-- AVAILABLE RECORDS follows --

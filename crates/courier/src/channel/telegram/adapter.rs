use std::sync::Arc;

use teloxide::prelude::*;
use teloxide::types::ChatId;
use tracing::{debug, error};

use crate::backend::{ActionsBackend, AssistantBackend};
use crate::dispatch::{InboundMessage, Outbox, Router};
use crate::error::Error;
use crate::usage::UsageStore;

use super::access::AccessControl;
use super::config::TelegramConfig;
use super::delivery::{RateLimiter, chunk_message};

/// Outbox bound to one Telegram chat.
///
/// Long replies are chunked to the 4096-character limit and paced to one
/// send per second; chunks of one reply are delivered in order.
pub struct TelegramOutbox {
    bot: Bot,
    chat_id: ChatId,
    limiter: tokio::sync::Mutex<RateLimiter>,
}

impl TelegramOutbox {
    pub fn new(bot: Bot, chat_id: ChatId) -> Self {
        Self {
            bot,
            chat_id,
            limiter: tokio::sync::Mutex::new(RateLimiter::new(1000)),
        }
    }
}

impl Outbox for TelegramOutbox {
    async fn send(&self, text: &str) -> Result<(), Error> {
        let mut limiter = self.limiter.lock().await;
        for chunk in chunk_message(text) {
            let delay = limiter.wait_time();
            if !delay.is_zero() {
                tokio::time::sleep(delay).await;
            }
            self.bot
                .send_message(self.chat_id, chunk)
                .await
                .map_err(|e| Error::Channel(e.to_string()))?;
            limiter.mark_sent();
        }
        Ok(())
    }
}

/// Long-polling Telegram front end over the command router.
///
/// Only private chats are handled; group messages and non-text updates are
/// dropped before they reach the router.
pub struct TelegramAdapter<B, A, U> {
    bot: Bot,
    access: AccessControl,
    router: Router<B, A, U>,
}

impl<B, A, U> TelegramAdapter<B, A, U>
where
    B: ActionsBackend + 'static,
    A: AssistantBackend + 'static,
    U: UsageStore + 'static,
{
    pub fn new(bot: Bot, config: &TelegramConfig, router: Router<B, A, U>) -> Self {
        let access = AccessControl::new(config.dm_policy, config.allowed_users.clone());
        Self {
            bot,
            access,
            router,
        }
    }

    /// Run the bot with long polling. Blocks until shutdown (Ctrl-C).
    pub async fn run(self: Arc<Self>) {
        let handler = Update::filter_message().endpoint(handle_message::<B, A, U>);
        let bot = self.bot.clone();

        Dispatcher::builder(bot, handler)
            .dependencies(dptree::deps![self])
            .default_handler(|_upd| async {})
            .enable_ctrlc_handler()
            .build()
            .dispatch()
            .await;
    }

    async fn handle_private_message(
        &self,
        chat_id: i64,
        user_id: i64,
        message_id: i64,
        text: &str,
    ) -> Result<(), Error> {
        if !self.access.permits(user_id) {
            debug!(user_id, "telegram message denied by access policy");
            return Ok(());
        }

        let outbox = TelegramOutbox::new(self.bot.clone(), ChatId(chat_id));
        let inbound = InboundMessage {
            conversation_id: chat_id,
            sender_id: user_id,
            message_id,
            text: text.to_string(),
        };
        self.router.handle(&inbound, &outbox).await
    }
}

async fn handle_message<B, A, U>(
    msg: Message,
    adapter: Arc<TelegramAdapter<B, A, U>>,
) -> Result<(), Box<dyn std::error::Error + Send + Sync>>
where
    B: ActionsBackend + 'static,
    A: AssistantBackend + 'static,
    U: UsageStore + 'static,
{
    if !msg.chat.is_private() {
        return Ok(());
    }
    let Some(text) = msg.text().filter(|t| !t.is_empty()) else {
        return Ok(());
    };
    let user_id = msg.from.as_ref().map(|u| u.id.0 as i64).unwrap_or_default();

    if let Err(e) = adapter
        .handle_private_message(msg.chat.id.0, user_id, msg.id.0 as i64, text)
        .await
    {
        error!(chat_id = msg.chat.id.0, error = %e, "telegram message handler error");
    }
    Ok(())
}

-- AVAILABLE RECORDS concluded --
-- AVAILABLE RECORDS follows --

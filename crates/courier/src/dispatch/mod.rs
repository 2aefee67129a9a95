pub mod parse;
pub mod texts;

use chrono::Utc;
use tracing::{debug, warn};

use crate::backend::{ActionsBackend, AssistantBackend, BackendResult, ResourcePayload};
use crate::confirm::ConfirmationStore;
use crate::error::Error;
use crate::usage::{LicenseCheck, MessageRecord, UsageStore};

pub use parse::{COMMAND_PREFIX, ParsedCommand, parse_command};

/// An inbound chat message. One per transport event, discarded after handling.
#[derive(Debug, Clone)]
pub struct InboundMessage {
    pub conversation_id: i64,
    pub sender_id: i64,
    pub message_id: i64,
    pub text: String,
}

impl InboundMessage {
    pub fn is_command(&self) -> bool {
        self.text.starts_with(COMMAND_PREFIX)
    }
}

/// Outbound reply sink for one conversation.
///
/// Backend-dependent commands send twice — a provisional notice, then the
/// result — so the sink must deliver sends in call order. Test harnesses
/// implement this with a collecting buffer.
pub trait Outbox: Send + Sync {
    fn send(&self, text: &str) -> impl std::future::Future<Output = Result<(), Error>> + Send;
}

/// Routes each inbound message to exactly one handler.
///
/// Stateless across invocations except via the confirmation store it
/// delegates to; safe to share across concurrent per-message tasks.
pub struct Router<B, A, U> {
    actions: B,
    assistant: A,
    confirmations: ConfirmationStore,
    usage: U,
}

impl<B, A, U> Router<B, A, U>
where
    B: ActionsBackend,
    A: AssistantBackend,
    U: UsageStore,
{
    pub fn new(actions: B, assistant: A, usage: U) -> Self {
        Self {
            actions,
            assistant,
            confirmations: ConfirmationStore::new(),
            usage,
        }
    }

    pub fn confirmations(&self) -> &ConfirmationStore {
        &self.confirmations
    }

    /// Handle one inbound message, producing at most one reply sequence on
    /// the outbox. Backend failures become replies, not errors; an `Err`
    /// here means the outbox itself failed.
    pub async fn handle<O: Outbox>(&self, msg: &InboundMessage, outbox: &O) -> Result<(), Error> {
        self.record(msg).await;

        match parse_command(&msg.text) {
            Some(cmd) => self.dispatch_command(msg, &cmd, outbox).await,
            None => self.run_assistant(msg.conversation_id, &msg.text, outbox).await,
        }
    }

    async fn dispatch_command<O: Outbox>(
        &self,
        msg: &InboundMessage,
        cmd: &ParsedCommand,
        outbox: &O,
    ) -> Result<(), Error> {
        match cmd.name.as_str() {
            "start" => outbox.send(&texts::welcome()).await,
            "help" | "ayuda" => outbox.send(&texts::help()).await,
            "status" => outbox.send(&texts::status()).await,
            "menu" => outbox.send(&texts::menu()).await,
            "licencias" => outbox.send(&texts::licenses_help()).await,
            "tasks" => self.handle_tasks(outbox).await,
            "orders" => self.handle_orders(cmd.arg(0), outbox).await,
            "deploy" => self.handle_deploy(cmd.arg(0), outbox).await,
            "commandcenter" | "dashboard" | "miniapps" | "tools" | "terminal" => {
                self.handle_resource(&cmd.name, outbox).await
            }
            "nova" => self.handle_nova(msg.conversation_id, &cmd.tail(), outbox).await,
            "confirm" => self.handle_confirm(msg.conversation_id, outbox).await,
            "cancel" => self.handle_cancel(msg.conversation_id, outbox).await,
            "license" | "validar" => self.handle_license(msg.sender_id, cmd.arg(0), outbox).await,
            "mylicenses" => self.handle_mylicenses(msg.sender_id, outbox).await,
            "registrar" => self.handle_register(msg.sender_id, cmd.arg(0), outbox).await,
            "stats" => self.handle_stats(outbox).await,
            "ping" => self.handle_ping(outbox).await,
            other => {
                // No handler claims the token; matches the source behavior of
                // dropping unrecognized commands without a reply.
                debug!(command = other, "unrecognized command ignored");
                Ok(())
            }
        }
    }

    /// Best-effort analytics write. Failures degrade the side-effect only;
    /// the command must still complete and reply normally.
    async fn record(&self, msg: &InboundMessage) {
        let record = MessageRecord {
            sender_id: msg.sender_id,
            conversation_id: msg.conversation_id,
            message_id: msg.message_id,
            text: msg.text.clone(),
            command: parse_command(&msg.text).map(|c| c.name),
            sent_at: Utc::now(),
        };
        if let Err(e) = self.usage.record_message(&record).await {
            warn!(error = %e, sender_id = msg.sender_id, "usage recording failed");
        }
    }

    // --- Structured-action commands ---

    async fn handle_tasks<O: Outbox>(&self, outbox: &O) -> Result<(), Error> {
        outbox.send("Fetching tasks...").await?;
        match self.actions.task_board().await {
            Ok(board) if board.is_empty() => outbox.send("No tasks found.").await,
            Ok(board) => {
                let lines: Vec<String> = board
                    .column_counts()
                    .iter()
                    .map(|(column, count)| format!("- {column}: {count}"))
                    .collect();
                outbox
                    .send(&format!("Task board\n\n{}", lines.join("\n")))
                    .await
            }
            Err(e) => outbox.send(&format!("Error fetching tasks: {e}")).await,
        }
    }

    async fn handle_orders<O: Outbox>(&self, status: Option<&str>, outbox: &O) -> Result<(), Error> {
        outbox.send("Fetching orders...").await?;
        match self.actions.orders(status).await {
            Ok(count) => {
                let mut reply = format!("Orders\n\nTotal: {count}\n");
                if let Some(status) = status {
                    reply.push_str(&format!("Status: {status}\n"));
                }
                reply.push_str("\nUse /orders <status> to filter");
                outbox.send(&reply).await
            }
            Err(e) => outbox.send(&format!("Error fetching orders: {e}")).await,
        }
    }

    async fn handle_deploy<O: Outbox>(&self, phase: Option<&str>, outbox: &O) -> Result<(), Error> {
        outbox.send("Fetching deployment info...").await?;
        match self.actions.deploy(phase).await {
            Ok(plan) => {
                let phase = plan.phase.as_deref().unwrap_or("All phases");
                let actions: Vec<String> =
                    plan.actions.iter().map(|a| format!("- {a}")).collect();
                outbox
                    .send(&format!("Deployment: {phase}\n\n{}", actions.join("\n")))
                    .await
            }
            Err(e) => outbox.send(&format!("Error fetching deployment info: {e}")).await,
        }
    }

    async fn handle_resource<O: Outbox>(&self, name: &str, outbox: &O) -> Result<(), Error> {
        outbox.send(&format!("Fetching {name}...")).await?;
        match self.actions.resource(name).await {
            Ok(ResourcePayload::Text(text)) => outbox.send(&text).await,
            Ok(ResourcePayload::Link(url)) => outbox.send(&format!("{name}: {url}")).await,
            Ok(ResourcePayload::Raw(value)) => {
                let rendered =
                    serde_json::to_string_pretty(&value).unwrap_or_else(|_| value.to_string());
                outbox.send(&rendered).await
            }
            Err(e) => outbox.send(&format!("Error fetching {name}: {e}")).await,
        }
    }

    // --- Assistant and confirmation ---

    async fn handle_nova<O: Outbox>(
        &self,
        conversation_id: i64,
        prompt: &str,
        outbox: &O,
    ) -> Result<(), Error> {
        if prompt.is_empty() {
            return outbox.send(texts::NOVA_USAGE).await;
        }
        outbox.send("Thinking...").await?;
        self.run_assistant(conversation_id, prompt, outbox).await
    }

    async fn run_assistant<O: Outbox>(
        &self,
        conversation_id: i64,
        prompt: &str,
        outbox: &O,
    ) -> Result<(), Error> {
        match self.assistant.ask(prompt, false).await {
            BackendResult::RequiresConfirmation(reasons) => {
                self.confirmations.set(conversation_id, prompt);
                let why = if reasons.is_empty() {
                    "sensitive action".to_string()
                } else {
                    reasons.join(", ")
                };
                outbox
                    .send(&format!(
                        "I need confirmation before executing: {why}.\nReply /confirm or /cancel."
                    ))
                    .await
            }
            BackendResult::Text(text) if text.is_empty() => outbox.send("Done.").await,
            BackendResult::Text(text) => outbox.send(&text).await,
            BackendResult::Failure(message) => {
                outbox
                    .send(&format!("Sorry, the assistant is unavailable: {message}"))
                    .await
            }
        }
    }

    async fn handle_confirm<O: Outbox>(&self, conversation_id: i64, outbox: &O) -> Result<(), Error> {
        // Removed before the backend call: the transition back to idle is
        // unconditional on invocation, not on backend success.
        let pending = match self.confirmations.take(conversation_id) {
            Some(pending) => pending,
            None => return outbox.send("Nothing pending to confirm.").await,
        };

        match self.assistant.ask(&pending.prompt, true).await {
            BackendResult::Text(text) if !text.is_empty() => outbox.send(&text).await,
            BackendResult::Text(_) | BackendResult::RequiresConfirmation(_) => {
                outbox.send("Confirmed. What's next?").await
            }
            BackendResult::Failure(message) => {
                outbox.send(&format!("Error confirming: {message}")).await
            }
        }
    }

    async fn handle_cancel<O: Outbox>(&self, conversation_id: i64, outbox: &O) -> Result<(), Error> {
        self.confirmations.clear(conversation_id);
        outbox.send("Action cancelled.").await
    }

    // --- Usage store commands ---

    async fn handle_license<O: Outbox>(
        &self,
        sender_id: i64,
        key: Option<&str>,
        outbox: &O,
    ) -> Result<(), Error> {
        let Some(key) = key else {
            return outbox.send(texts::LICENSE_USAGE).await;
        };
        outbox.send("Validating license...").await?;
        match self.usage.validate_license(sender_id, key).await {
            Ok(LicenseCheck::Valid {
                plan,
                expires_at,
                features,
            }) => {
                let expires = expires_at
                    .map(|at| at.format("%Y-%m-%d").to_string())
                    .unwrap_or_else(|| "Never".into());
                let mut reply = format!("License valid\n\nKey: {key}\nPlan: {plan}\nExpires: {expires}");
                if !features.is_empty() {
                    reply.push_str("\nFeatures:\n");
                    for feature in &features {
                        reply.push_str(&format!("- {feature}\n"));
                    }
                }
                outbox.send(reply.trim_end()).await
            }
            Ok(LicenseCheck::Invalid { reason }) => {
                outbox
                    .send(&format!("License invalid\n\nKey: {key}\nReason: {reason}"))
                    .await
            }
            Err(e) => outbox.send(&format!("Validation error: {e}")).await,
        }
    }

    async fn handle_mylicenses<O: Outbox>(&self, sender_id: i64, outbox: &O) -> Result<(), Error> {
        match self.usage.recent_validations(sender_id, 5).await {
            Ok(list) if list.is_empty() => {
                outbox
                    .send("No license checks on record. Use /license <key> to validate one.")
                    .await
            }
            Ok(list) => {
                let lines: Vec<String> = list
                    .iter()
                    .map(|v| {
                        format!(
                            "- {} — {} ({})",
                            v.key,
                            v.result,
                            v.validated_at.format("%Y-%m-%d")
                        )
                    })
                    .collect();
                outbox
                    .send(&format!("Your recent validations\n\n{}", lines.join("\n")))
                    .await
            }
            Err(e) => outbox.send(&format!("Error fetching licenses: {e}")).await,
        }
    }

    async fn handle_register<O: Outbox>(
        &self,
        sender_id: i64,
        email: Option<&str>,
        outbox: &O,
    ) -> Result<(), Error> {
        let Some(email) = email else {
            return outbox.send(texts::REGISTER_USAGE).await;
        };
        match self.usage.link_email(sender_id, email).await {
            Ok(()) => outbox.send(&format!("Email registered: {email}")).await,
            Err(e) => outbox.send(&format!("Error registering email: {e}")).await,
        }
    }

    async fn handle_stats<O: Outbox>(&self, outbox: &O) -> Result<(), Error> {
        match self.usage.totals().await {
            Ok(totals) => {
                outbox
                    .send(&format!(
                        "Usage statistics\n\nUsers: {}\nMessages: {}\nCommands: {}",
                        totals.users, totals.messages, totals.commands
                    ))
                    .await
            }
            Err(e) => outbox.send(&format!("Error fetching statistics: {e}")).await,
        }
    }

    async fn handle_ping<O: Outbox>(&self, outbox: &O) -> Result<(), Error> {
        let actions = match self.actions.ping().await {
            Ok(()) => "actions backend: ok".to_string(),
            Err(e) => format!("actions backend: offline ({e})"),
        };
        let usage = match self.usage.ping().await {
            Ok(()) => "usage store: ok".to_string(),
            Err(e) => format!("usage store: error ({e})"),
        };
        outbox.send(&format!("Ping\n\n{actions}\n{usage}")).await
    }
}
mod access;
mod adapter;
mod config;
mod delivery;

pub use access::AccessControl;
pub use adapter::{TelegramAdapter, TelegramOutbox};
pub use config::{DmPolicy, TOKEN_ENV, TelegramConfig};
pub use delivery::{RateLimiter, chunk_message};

-- AVAILABLE RECORDS concluded --

— WHAT TO DO —
Take the line above containing "use teloxide::prelude::*;", the line containing "use super::config::TelegramConfig;", and all lines in between, and copy them exactly without anything else.

— FINISHED EXERCISE —
use teloxide::prelude::*;
use teloxide::types::ChatId;
use tracing::{debug, error};

use crate::backend::{ActionsBackend, AssistantBackend};
use crate::dispatch::{InboundMessage, Outbox, Router};
use crate::error::Error;
use crate::usage::UsageStore;

use super::access::AccessControl;
use super::config::TelegramConfig;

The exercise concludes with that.